Blog

NIF Goes to Camp

2 September 2021

NIF’s curriculum Breaking Binaries, Building Connection blends our expertise and experience translating the Israeli reality to American Jewish audiences with expert help in building experiential curriculum around difficult issues. Following the inter-ethnic violence on the ground in Israel in May, we understood that summer camps were in need of materials to help address these issues quickly. We mobilized to provide those materials, which in turn have created new momentum around our camp program.

NIF has gained critical experience over the last four decades connecting American Jews to organizations and people in Israel who are working to build a better future. In 2018, when Jewish Funders Network released the results of a study about Jewish students on college campuses that showed that the most effective way to deal with the increasingly polarized dynamic on campus is to raise the volume on progressive Israeli activism. At NIF, we knew we were well-situated to step up and meet this challenge. Indeed, we believe that exposure to Israeli progressives can begin even before college.

Summer camp is a cornerstone of the American Jewish experience. Unlike Jewish day school enrollment numbers, summer camp attendance continues to grow. According to the Foundation for Jewish Camps, numbers are rising at about 2% each year. Jewish summer camps and served over 82,000 campers in 2017.

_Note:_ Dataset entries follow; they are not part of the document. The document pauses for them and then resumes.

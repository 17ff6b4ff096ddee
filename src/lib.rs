//! Validated, navigable content-item trees for structured reports.
//!
//! The [`domain`] layer holds the tree model and its grammar, [`application`]
//! builds trees from authoring descriptions and renders them, [`cli`] is the
//! `srtree` binary's front end.

pub mod application;
pub mod cli;
pub mod config;
pub mod domain;
pub mod exitcode;
pub mod util;

pub use domain::{
    AddMode, CodedEntry, ContentItem, DetachedItem, DocumentSubTree, DocumentTree, DocumentType,
    NodeId, Rejected, RelationshipType, TreeError, TreeResult, ValueType,
};
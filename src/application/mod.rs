//! Application layer: description loading and rendering
//!
//! This layer drives the domain trees from files and settings.

pub mod description;
pub mod error;
pub mod error_ext;
pub mod render;

pub use description::{Description, ItemDescription};
pub use error::{ApplicationError, ApplicationResult};
pub use error_ext::IoResultExt;
pub use render::{RenderSettings, TreeDisplay};
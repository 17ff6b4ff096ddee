//! Standard exit codes (BSD sysexits.h compatible)

/// Successful termination
pub const OK: i32 = 0;

/// Grammar rejected the checked insertion (`srtree check`)
pub const REJECTED: i32 = 1;

/// Command line usage error
pub const USAGE: i32 = 64;

/// Data format error
pub const DATAERR: i32 = 65;

/// Cannot open input
pub const NOINPUT: i32 = 66;

/// Configuration error
pub const CONFIG: i32 = 78;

After we piloted our camp curriculum in 2019, the COVID-19 pandemic of 2020 shut down our plans, or turned them virtual. Our plans for the summer of 2021 were therefore something of an experiment. While we had already been considering a light-lift offering for camps this summer (understanding that most camp staff were more focused on the logistics required to reopen safely than the Israeli-Palestinian conflict), the crisis in Israel in May made us reconsider. When camp staff began reaching out, asking for materials, we were able to quickly pull together a set of three activities that could easily be put into practice at camp this summer.

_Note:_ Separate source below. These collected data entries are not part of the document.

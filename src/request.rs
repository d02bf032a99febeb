//! The resolution request.
//!
//! Constructed once at the process entry point from CLI arguments and passed
//! down by reference; no component reads ambient process state.

use crate::error::Error;
use std::path::PathBuf;

/// Immutable inputs of one resolution run.
#[derive(Debug, Clone)]
pub struct ResolveRequest {
    /// Path to a `.xcodeproj` or workspace bundle.
    pub input: PathBuf,
    /// Scheme name.
    pub scheme: String,
    /// User name, for locating private schemes.
    pub user: String,
    /// Explicit build configuration; falls back to the scheme's
    /// archive-action default when `None`.
    pub configuration: Option<String>,
}

impl ResolveRequest {
    pub fn new(
        input: PathBuf,
        scheme: String,
        user: String,
        configuration: Option<String>,
    ) -> Result<ResolveRequest, Error> {
        if input.as_os_str().is_empty() {
            return Err(Error::Input("project".to_string()));
        }
        if scheme.is_empty() {
            return Err(Error::Input("scheme".to_string()));
        }
        if user.is_empty() {
            return Err(Error::Input("user".to_string()));
        }

        Ok(ResolveRequest {
            input,
            scheme,
            user,
            configuration: configuration.filter(|c| !c.is_empty()),
        })
    }
}
//! XML property-list parser.
//!
//! Covers the subset emitted by Xcode and by `security cms -D`: `dict`,
//! `array`, `string`, `integer`, `real`, `true`/`false`, `date` and `data`
//! (the last three are carried as strings).

use crate::value::Value;
use roxmltree::{Document, Node, ParsingOptions};
use std::collections::BTreeMap;

#[derive(Debug, thiserror::Error)]
pub enum XmlPlistError {
    #[error("invalid XML: {0}")]
    Xml(#[from] roxmltree::Error),

    #[error("invalid plist: {0}")]
    Structure(String),
}

/// Parse an XML plist document into a [`Value`].
pub fn parse_xml_plist(text: &str) -> Result<Value, XmlPlistError> {
    let doc = Document::parse_with_options(
        text,
        ParsingOptions {
            allow_dtd: true,
            ..ParsingOptions::default()
        },
    )?;
    let root = doc.root_element();

    let payload = if root.has_tag_name("plist") {
        root.children()
            .find(|n| n.is_element())
            .ok_or_else(|| XmlPlistError::Structure("empty plist element".to_string()))?
    } else {
        root
    };

    convert(payload)
}

fn convert(node: Node) -> Result<Value, XmlPlistError> {
    match node.tag_name().name() {
        "dict" => {
            let mut entries = BTreeMap::new();
            let mut children = node.children().filter(|n| n.is_element());
            while let Some(key_node) = children.next() {
                if !key_node.has_tag_name("key") {
                    return Err(XmlPlistError::Structure(format!(
                        "expected <key>, found <{}>",
                        key_node.tag_name().name()
                    )));
                }
                let key = text_content(key_node);
                let value_node = children.next().ok_or_else(|| {
                    XmlPlistError::Structure(format!("key '{}' has no value", key))
                })?;
                entries.insert(key, convert(value_node)?);
            }
            Ok(Value::Dict(entries))
        }
        "array" => {
            let items = node
                .children()
                .filter(|n| n.is_element())
                .map(convert)
                .collect::<Result<Vec<_>, _>>()?;
            Ok(Value::Array(items))
        }
        "string" | "date" | "data" => Ok(Value::String(text_content(node))),
        "integer" => {
            let text = text_content(node);
            text.trim()
                .parse::<i64>()
                .map(Value::Integer)
                .map_err(|_| XmlPlistError::Structure(format!("invalid integer '{}'", text)))
        }
        "real" => Ok(Value::String(text_content(node))),
        "true" => Ok(Value::Bool(true)),
        "false" => Ok(Value::Bool(false)),
        other => Err(XmlPlistError::Structure(format!(
            "unsupported element <{}>",
            other
        ))),
    }
}

fn text_content(node: Node) -> String {
    node.children()
        .filter_map(|n| n.text())
        .collect::<String>()
        .trim()
        .to_string()
}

Now, we are building towards a much broader pilot with a larger and more diverse set of Jewish camps and camp movements. We are also piloting an on-the-ground in Israel component for a global gap year program through Habonim Dror this year as well as working with Hebrew school teachers, day school teachers, and adult education synagogue leaders on non-camp adaptations for the curriculum.

On August 16, Haaretz unpacked the curriculum in a long feature which rightly called it a “[p]ioneering program for U.S. Jewish summer camps, developed by the New Israel Fund, [that] aims to present Israel in all its complex realities to American Jewish teens.” We hope that this curriculum will be useful to Jewish educators, helping them spread a grounded appreciation of Israel, its people and its activists.